Las Vegas Music Festival: the Latest, and the Worst, Mass-Shooting in U.S. History. October 2 2017 special edition.

On Sunday,

* Two women were stabbed and murdered by a knife-wielding terrorist in France.

* A terrorist committed murder in Canada.

* 900 people were injured in the city of Barcelona and throughout the state of Catalan, because they were voting for independence from Spain in defiance of the Spanish government's ban of their long-announced, well-publicized election.

* And in the U.S, we experienced the worst mass-murder by firearm, outside war, in our history.


That is why we chose to discuss only this, from the list of Sunday's atrocities.

We hope to inform and, more than just that, to do some good.

Here is a quote from what follows...

" Because we change nothing, we must reckon that we are all too likely to be in this same place yet again -- though we claim to be sincere, even desperate, in our longing for change and a better world, we are left to weep because we are frauds."


Las Vegas Music Festival: the Latest, and the Worst, Mass-Shooting in U.S. History

by Larry Wines

Everyone reading this can visualize the setting as it was, until one-second before it became the deadliest mass shooting in American history.

Twenty-two thousand fans in attendance. The last act of a three-day music festival had just taken the stage.

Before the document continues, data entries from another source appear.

#[cfg(test)]
mod tests {
    use super::*;

    fn test_board(tag: &str) -> BoardDef {
        BoardDef {
            tag: tag.to_string(),
            device: "ttyTEST".to_string(),
            debug: false,
        }
    }

    #[test]
    fn test_build_command_wire_form() {
        // The literal frames the firmware expects.
        assert_eq!(
            build_command(BoardCommand::ResetBoard, &[]),
            vec![b'@', 0x00, 0x01, 0x00]
        );
        assert_eq!(
            build_command(BoardCommand::GetAiStatus, &[]),
            vec![b'@', 0x00, 0x01, 0x01]
        );
        assert_eq!(
            build_command(BoardCommand::SetDoStatus, &[0x05]),
            vec![b'@', 0x00, 0x02, 0x03, 0x05]
        );
    }

    #[test]
    fn test_set_do_deduplicates() {
        let worker = SerialWorker::new(&test_board("BOARD1"));

        // Reset queued at most by explicit calls; start clean.
        let _ = worker.queue.take_pending();

        worker.set_do(5).unwrap();
        worker.set_do(5).unwrap();
        worker.set_do(6).unwrap();

        let pending = worker.queue.take_pending();
        assert_eq!(pending.len(), 2);
        assert_eq!(pending[0].bytes, vec![b'@', 0x00, 0x02, 0x03, 0x05]);
        assert_eq!(pending[1].bytes, vec![b'@', 0x00, 0x02, 0x03, 0x06]);
    }

    #[test]
    fn test_set_pmic_never_deduplicates() {
        let worker = SerialWorker::new(&test_board("BOARD1"));
        let _ = worker.queue.take_pending();

        worker.set_pmic(0x0C).unwrap();
        worker.set_pmic(0x0C).unwrap();

        assert_eq!(worker.queue.take_pending().len(), 2);
    }

    #[test]
    fn test_queue_drops_oldest_on_overflow() {
        let worker = SerialWorker::new(&test_board("BOARD1"));
        let _ = worker.queue.take_pending();

        for i in 0..(OUTGOING_QUEUE_DEPTH + 4) {
            worker
                .send_message(build_command(BoardCommand::GetAiStatus, &[i as u8]))
                .unwrap();
        }

        let pending = worker.queue.take_pending();
        assert_eq!(pending.len(), OUTGOING_QUEUE_DEPTH);
        // Ids keep counting even though the head was dropped.
        assert_eq!(pending.back().unwrap().id as usize, OUTGOING_QUEUE_DEPTH + 3);
    }

    #[test]
    fn test_oversized_message_rejected() {
        let worker = SerialWorker::new(&test_board("BOARD1"));
        let err = worker.send_message(vec![0u8; SERIAL_BUF_SIZE]).unwrap_err();
        assert!(matches!(
            err,
            crate::error::HvacError::Serial(SerialError::MessageTooLarge { .. })
        ));
    }

    #[test]
    fn test_digest_ai_response_updates_cache() {
        let worker = SerialWorker::new(&test_board("BOARD1"));
        let stop = AtomicBool::new(false);

        let mut payload = Vec::new();
        for channel in 0..AI_COUNT as u16 {
            payload.extend_from_slice(&(1000 + channel).to_be_bytes());
        }

        let mut table = LineTable::new();
        table.push(LineEntry::Binary {
            cmd: BoardCommand::GetAiStatus as u8,
            status: 1,
            payload,
        });
        table.push(LineEntry::Binary {
            cmd: BoardCommand::GetDoStatus as u8,
            status: 1,
            payload: vec![0x05],
        });
        table.push(LineEntry::Binary {
            cmd: BoardCommand::GetPmicStatus as u8,
            status: 1,
            payload: vec![0x03],
        });
        worker.digest(&mut table, &stop);

        let snapshot = worker.snapshot().unwrap();
        assert_eq!(snapshot.latest_ai()[0].value, 1000);
        assert_eq!(snapshot.latest_ai()[7].value, 1007);
        assert_eq!(snapshot.latest_do().value, 0x05);
        assert_eq!(snapshot.latest_pmic().value, 0x03);
    }

    #[test]
    fn test_boot_notice_gates_refresh() {
        let worker = SerialWorker::new(&test_board("BOARD1"));
        let stop = AtomicBool::new(false);

        let mut table = LineTable::new();
        table.push(LineEntry::Text(
            "0001P|FROM IOCONTROLLER . IOCONTROLLER UP".to_string(),
        ));
        worker.digest(&mut table, &stop);

        let state = worker.state.lock(&stop).unwrap();
        assert!(state.board_booted);
    }

    #[test]
    fn test_force_and_snapshot() {
        let worker = SerialWorker::new(&test_board("BOARD1"));
        assert!(worker.force_ai(0, 2048).unwrap());
        assert_eq!(worker.snapshot().unwrap().latest_ai()[0].value, 2048);
        assert!(worker.unforce_ai(0).unwrap());
    }

    #[test]
    fn test_cal_command_payload_packing() {
        let worker = SerialWorker::new(&test_board("BOARD1"));
        let _ = worker.queue.take_pending();

        worker
            .set_cal_vals(1, &[0x0102, 0x0304, 0, 0, 0, 0, 0, 0x0A0B])
            .unwrap();

        let pending = worker.queue.take_pending();
        let bytes = &pending[0].bytes;
        assert_eq!(bytes[0], b'@');
        assert_eq!(u16::from_be_bytes([bytes[1], bytes[2]]), 17); // cmd + 16
        assert_eq!(bytes[3], BoardCommand::SetL1CalVals as u8);
        assert_eq!(&bytes[4..6], &[0x01, 0x02]);
        assert_eq!(&bytes[18..20], &[0x0A, 0x0B]);
    }
}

Little children were on adults' shoulders, not just so they could see the stage, but because it's part of the festive scene, the joy of live music in company of thousands of others sharing the joy of live music.

It was Nashville pop-country star Jason Aldean on stage as the closer, but it could have been any musician playing that festival, or any festival anywhere that's all-ages.

Three days of live music. The back stage had finished and gone silent. All attention focused on the last act on the main stage.

Too many fans had consumed too much alcohol, too much ridiculously overpriced beer from taps built into the sides of trailers that are sloshing pressure tanks on wheels. And the only concern for anyone's safety and well-being was whether one of the drunks might topple over into someone else. Or whether an excess of imbibed alcohol might make a disgusting reappearance if some drunk threw-up on someone who didn't get out of the way because she immersed in the music.

It's all a scene that plays-out thousands of times every spring, summer and fall. Including the part where a few festival-goers quietly make their way to the exit, choosing to forego the last act so they can beat the crush of the crowd who would all be leaving together when the last song faded.

The closing rhythms of every festival. Vendors organizing their remaining wares. Ready to hawk to those who hadn't yet bought something to celebrate being there. Some essential souvenir to bring a smile, to remember the joy of all that music, seen and heard and shared through the coming winter, and long after the event. Some wearable trophy. An overpriced t-shirt. A basball cap with the logo or the name of one of the acts. Something to show-off that you were there for that weekend of musical experience, shared then with so many others, and to make absent friends jealous. Shared and savored because the crush of the crowd makes it all more exciting, more special to have been there for those magically tuneful times.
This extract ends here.